======== SUPPLIED DATA
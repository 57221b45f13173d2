//! End-to-end layout passes against a recording host.

use frosted_layout::config::{self, RawAttributes};
use frosted_layout::{
    Axis, AxisMode, EngineState, LayoutEngine, LayoutHost, PanTransform, Size, SizeSource,
    StyleCommand, ViewportSample,
};
use pretty_assertions::assert_eq;

/// Host that reports fixed measurements and records every command.
#[derive(Debug)]
struct RecordingHost {
    viewport: ViewportSample,
    container: Option<Size>,
    content: Size,
    commands: Vec<StyleCommand>,
}

impl RecordingHost {
    fn new(width: f64, height: f64) -> Self {
        Self {
            viewport: ViewportSample::new(width, height),
            container: None,
            content: Size::new(300.0, 120.0),
            commands: Vec::new(),
        }
    }

    fn take(&mut self) -> Vec<StyleCommand> {
        std::mem::take(&mut self.commands)
    }
}

impl LayoutHost for RecordingHost {
    fn viewport(&self) -> ViewportSample {
        self.viewport
    }

    fn container_size(&self) -> Size {
        self.container
            .unwrap_or(Size::new(self.viewport.width, self.viewport.height))
    }

    fn content_size(&self) -> Size {
        self.content
    }

    fn apply(&mut self, command: StyleCommand) {
        self.commands.push(command);
    }
}

fn attrs(panel_dimensions: &str) -> RawAttributes {
    RawAttributes {
        panel_dimensions: Some(panel_dimensions.into()),
        image_width: Some("1000".into()),
        image_height: Some("500".into()),
        ..RawAttributes::default()
    }
}

fn engine(raw: &RawAttributes, host: RecordingHost) -> LayoutEngine<RecordingHost> {
    let config = config::load(raw).expect("valid config");
    LayoutEngine::new(config, host)
}

fn started(raw: &RawAttributes, host: RecordingHost) -> LayoutEngine<RecordingHost> {
    let mut engine = engine(raw, host);
    engine.start();
    engine.host_mut().take();
    engine
}

#[test]
fn start_applies_initial_styles_in_order() {
    let mut raw = attrs("400px 200px");
    raw.content_margin = Some("10".into());
    raw.space_top_bot = Some("20".into());
    raw.image_source = Some("forest.jpg".into());
    let mut engine = engine(&raw, RecordingHost::new(800.0, 800.0));
    assert_eq!(engine.state(), EngineState::Uninitialized);

    let result = engine.start().expect("first pass runs");
    assert_eq!(engine.state(), EngineState::Ready);
    assert_eq!(
        engine.host_mut().take(),
        vec![
            StyleCommand::ContentMargin { px: 10 },
            StyleCommand::BackgroundImage {
                source: "forest.jpg".into()
            },
            StyleCommand::AxisFixed {
                axis: Axis::Width,
                panel_px: 400.0,
                content_px: 380.0,
            },
            StyleCommand::AxisFixed {
                axis: Axis::Height,
                panel_px: 200.0,
                content_px: 180.0,
            },
            StyleCommand::DocumentMinHeight { px: 240.0 },
            StyleCommand::ImageTransform(PanTransform {
                pan_x: -600.0,
                pan_y: -300.0,
                scale: 1.6,
            }),
            StyleCommand::RevealPanel,
        ]
    );
    assert_eq!(result.content_width_px, 380.0);
    assert_eq!(result.content_height_px, 180.0);
    assert_eq!(result.document_min_height_px, 240.0);
}

#[test]
fn start_is_one_shot() {
    let mut engine = started(&attrs("400px 200px"), RecordingHost::new(800.0, 800.0));
    assert_eq!(engine.start(), None);
    assert!(engine.host().commands.is_empty());
}

#[test]
fn layout_before_start_does_nothing() {
    let mut engine = engine(&attrs("400px 200px"), RecordingHost::new(800.0, 800.0));
    assert_eq!(engine.relayout(), None);
    assert!(engine.host().commands.is_empty());
    assert_eq!(engine.last_result(), None);
}

#[test]
fn unchanged_viewport_is_a_no_op() {
    let mut engine = started(&attrs("50% 50%"), RecordingHost::new(1024.0, 768.0));
    let viewport = ViewportSample::new(1024.0, 768.0);
    assert_eq!(engine.layout(viewport), None);
    assert!(engine.host().commands.is_empty());

    let changed = engine.layout(ViewportSample::new(1024.0, 700.0));
    assert!(changed.is_some());
    assert!(!engine.host().commands.is_empty());
}

#[test]
fn height_only_change_triggers_a_pass() {
    let mut engine = started(&attrs("50% 50%"), RecordingHost::new(1024.0, 768.0));
    let result = engine
        .layout(ViewportSample::new(1024.0, 400.0))
        .expect("height changed");
    assert_eq!(result.panel_height_px, 200.0);
}

#[test]
fn percent_sizes_follow_each_axis() {
    let mut raw = attrs("50% 25%");
    raw.content_margin = Some("10".into());
    let mut engine = started(&raw, RecordingHost::new(800.0, 800.0));

    let result = engine
        .layout(ViewportSample::new(1000.0, 800.0))
        .expect("new viewport");
    assert_eq!(result.panel_width_px, 500.0);
    assert_eq!(result.panel_height_px, 200.0);
    assert_eq!(result.content_width_px, 480.0);
    assert_eq!(result.content_height_px, 180.0);
    assert_eq!(engine.auto_state().width, AxisMode::Fixed);
    assert_eq!(engine.auto_state().height, AxisMode::Fixed);
}

#[test]
fn auto_axis_flips_once_then_measures() {
    let mut raw = attrs("auto 300px");
    raw.content_margin = Some("5".into());
    let mut engine = engine(&raw, RecordingHost::new(800.0, 600.0));

    let first = engine.start().expect("first pass");
    assert_eq!(first.panel_width_px, 310.0);
    assert_eq!(first.content_width_px, 300.0);
    let commands = engine.host_mut().take();
    assert!(commands.contains(&StyleCommand::AxisAuto { axis: Axis::Width }));

    engine.host_mut().content = Size::new(280.0, 120.0);
    let second = engine
        .layout(ViewportSample::new(640.0, 600.0))
        .expect("second pass");
    assert_eq!(second.panel_width_px, 290.0);
    let commands = engine.host_mut().take();
    assert!(
        !commands
            .iter()
            .any(|c| matches!(c, StyleCommand::AxisAuto { .. })),
        "axis already auto: {commands:?}"
    );
}

#[test]
fn breakpoint_switches_between_auto_and_fixed() {
    let mut raw = attrs("auto auto");
    raw.breakpoints = Some("600px 400px 50%".into());
    let mut engine = started(&raw, RecordingHost::new(500.0, 500.0));
    assert_eq!(engine.auto_state().width, AxisMode::Auto);

    let wide = engine
        .layout(ViewportSample::new(700.0, 500.0))
        .expect("wide pass");
    assert_eq!(
        wide.source,
        SizeSource::Breakpoint {
            index: 0,
            threshold_px: 600
        }
    );
    assert_eq!(wide.panel_width_px, 400.0);
    assert_eq!(wide.panel_height_px, 250.0);
    assert_eq!(engine.auto_state().width, AxisMode::Fixed);
    engine.host_mut().take();

    let narrow = engine
        .layout(ViewportSample::new(500.0, 500.0))
        .expect("narrow pass");
    assert_eq!(narrow.source, SizeSource::Base);
    assert_eq!(
        &engine.host().commands[..2],
        &[
            StyleCommand::AxisAuto { axis: Axis::Width },
            StyleCommand::AxisAuto { axis: Axis::Height },
        ]
    );
}

#[test]
fn max_width_breakpoints_resolve_from_most_permissive() {
    let mut raw = attrs("900px 600px");
    raw.breakpoint_type = Some("max-width".into());
    raw.breakpoints = Some("100px 10px 10px, 300px 30px 30px, 200px 20px 20px".into());
    let mut engine = started(&raw, RecordingHost::new(1200.0, 800.0));
    assert_eq!(engine.last_result().map(|r| r.panel_width_px), Some(900.0));

    let result = engine
        .layout(ViewportSample::new(150.0, 800.0))
        .expect("narrow pass");
    assert_eq!(result.panel_width_px, 20.0);
}

#[test]
fn pan_is_centred_under_the_panel() {
    let mut engine = started(&attrs("400px 200px"), RecordingHost::new(800.0, 800.0));
    let transform = engine
        .last_result()
        .and_then(|r| r.transform)
        .expect("image size known");
    assert_eq!(transform.to_string(), "translate(-600 -300) scale(1.6)");

    // Tall image, width-bound.
    let mut raw = attrs("800px 800px");
    raw.image_width = Some("400".into());
    raw.image_height = Some("800".into());
    engine = started(&raw, RecordingHost::new(800.0, 800.0));
    let transform = engine
        .last_result()
        .and_then(|r| r.transform)
        .expect("image size known");
    assert_eq!(
        transform,
        PanTransform {
            pan_x: 0.0,
            pan_y: -400.0,
            scale: 2.0,
        }
    );
}

#[test]
fn cover_uses_container_box_not_viewport() {
    let mut host = RecordingHost::new(800.0, 800.0);
    host.container = Some(Size::new(800.0, 1000.0));
    let engine = started(&attrs("800px 800px"), host);
    let transform = engine
        .last_result()
        .and_then(|r| r.transform)
        .expect("image size known");
    // Height-bound against the 1000px container.
    assert_eq!(transform.scale, 2.0);
    assert_eq!(transform.pan_x, -600.0);
    assert_eq!(transform.pan_y, -100.0);
}

#[test]
fn unknown_image_size_skips_transform_only() {
    let raw = RawAttributes {
        panel_dimensions: Some("400px 200px".into()),
        ..RawAttributes::default()
    };
    let mut engine = engine(&raw, RecordingHost::new(800.0, 800.0));
    let result = engine.start().expect("pass still runs");
    assert_eq!(result.transform, None);
    assert_eq!(result.panel_width_px, 400.0);
    assert!(
        !engine
            .host()
            .commands
            .iter()
            .any(|c| matches!(c, StyleCommand::ImageTransform(_)))
    );
}

#[test]
fn degenerate_container_skips_transform() {
    let mut host = RecordingHost::new(800.0, 800.0);
    host.container = Some(Size::new(800.0, 0.0));
    let engine = started(&attrs("400px 200px"), host);
    assert_eq!(engine.last_result().and_then(|r| r.transform), None);
}

#[test]
fn missing_panel_dimensions_never_lays_out() {
    let raw = RawAttributes {
        breakpoints: Some("600px 50% 50%".into()),
        ..RawAttributes::default()
    };
    assert!(config::load(&raw).is_err());
}

#[test]
fn layout_result_serializes() {
    let engine = started(&attrs("400px 200px"), RecordingHost::new(800.0, 800.0));
    let json = serde_json::to_value(engine.last_result().expect("ran")).expect("serializable");
    assert_eq!(json["panel_width_px"], 400.0);
    assert_eq!(json["source"]["kind"], "base");
    assert_eq!(json["transform"]["scale"], 1.6);
}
================
WHAT NEEDS TO BE DONE :: Please restate the records word for word. Go from the first line to the line with "fn viewport(&self) ->" and include both.

WRITTEN RESPONSE ::
repository 57221b45f13173d2
//! End-to-end layout passes against a recording host.

use frosted_layout::config::{self, RawAttributes};
use frosted_layout::{
    Axis, AxisMode, EngineState, LayoutEngine, LayoutHost, PanTransform, Size, SizeSource,
    StyleCommand, ViewportSample,
};
use pretty_assertions::assert_eq;

/// Host that reports fixed measurements and records every command.
#[derive(Debug)]
struct RecordingHost {
    viewport: ViewportSample,
    container: Option<Size>,
    content: Size,
    commands: Vec<StyleCommand>,
}

impl RecordingHost {
    fn new(width: f64, height: f64) -> Self {
        Self {
            viewport: ViewportSample::new(width, height),
            container: None,
            content: Size::new(300.0, 120.0),
            commands: Vec::new(),
        }
    }

    fn take(&mut self) -> Vec<StyleCommand> {
        std::mem::take(&mut self.commands)
    }
}

impl LayoutHost for RecordingHost {
    fn viewport(&self) -> ViewportSample {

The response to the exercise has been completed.